» ACTIVITY: Gather all lines in the records below that include the word "AppError".

┏━━

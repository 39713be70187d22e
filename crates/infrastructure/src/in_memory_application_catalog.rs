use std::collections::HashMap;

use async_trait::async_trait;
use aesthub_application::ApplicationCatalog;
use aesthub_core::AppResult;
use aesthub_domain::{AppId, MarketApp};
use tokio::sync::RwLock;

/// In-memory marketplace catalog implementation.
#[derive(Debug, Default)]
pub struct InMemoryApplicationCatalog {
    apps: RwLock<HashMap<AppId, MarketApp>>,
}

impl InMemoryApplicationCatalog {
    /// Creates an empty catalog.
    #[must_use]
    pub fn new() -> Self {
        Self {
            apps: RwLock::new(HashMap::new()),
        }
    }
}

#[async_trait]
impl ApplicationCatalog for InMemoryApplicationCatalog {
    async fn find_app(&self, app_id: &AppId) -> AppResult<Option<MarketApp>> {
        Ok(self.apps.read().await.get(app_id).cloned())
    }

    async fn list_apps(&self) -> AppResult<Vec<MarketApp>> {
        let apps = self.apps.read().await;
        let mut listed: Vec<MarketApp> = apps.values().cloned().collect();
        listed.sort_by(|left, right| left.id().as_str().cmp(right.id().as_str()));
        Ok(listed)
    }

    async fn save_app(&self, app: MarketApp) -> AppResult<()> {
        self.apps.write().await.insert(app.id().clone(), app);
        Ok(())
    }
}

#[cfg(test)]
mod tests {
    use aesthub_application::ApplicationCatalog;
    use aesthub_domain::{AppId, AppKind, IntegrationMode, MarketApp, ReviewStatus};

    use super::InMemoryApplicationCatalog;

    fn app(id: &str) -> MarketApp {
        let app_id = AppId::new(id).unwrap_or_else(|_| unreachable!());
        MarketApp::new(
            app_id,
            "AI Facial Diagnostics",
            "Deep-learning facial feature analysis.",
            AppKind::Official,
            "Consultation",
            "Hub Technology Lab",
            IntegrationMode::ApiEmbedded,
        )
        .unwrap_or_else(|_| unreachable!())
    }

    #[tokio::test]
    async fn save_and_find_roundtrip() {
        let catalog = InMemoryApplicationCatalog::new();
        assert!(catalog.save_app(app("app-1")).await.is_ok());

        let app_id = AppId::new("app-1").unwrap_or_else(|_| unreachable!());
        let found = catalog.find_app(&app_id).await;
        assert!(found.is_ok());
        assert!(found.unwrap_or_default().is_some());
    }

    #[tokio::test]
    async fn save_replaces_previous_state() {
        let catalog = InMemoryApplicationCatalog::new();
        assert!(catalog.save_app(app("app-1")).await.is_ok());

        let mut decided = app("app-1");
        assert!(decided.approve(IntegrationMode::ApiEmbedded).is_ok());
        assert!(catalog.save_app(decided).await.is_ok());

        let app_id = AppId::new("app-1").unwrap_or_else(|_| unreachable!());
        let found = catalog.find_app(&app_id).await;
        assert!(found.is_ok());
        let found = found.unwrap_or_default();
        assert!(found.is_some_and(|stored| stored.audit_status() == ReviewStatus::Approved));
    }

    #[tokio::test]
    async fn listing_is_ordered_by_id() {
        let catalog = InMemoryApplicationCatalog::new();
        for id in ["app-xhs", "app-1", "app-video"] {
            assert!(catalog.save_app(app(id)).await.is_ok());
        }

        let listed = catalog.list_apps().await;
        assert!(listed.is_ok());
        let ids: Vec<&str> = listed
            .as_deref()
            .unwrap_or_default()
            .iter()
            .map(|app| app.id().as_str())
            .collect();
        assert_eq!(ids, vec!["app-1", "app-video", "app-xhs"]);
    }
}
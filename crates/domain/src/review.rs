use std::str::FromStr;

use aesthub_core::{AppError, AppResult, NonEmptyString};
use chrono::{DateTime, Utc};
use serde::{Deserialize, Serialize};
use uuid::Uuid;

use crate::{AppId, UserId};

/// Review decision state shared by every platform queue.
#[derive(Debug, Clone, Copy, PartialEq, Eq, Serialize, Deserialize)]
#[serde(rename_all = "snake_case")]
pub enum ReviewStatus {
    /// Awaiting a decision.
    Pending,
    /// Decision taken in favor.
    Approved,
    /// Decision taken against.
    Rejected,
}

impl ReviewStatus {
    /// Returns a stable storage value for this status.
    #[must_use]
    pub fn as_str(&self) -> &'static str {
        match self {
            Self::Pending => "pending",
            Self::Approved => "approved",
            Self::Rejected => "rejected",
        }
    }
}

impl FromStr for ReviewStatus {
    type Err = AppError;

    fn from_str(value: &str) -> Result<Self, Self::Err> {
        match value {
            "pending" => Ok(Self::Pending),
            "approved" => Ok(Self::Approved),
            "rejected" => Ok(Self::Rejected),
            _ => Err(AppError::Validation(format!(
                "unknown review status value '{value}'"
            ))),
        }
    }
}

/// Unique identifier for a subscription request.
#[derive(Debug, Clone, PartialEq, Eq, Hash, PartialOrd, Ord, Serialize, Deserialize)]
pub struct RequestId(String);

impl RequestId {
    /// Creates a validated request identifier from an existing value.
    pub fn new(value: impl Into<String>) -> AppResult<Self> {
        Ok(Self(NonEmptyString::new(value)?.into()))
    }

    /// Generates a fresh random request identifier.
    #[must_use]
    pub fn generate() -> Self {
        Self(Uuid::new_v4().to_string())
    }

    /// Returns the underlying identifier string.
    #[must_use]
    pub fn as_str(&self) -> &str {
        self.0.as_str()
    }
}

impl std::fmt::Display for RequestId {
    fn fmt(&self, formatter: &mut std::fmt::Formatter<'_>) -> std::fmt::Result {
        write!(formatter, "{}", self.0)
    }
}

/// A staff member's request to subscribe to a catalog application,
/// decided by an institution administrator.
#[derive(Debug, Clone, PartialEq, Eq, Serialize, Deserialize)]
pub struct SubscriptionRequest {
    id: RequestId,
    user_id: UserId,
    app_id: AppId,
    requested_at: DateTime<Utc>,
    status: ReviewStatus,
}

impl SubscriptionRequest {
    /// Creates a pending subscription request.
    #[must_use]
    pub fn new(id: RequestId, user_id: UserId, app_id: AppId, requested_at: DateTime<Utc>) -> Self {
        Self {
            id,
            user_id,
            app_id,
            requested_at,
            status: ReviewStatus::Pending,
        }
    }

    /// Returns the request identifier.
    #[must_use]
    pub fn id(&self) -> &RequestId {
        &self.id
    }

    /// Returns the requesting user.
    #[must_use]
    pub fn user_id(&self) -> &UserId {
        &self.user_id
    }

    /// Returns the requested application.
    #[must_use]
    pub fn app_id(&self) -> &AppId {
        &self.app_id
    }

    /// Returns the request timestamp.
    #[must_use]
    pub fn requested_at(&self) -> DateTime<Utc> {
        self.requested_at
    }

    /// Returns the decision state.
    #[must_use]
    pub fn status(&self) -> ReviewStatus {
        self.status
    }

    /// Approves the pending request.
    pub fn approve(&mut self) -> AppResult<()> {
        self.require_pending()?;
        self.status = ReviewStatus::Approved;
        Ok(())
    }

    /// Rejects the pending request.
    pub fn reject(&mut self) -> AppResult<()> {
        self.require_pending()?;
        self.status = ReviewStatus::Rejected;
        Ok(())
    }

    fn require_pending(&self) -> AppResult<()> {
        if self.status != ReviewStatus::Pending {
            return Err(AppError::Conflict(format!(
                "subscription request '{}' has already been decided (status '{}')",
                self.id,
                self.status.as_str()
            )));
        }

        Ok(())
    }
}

┗━━

» EXPECTED ANSWER:
use aesthub_core::{AppError, AppResult, NonEmptyString};
    type Err = AppError;
            _ => Err(AppError::Validation(format!(
            return Err(AppError::Conflict(format!(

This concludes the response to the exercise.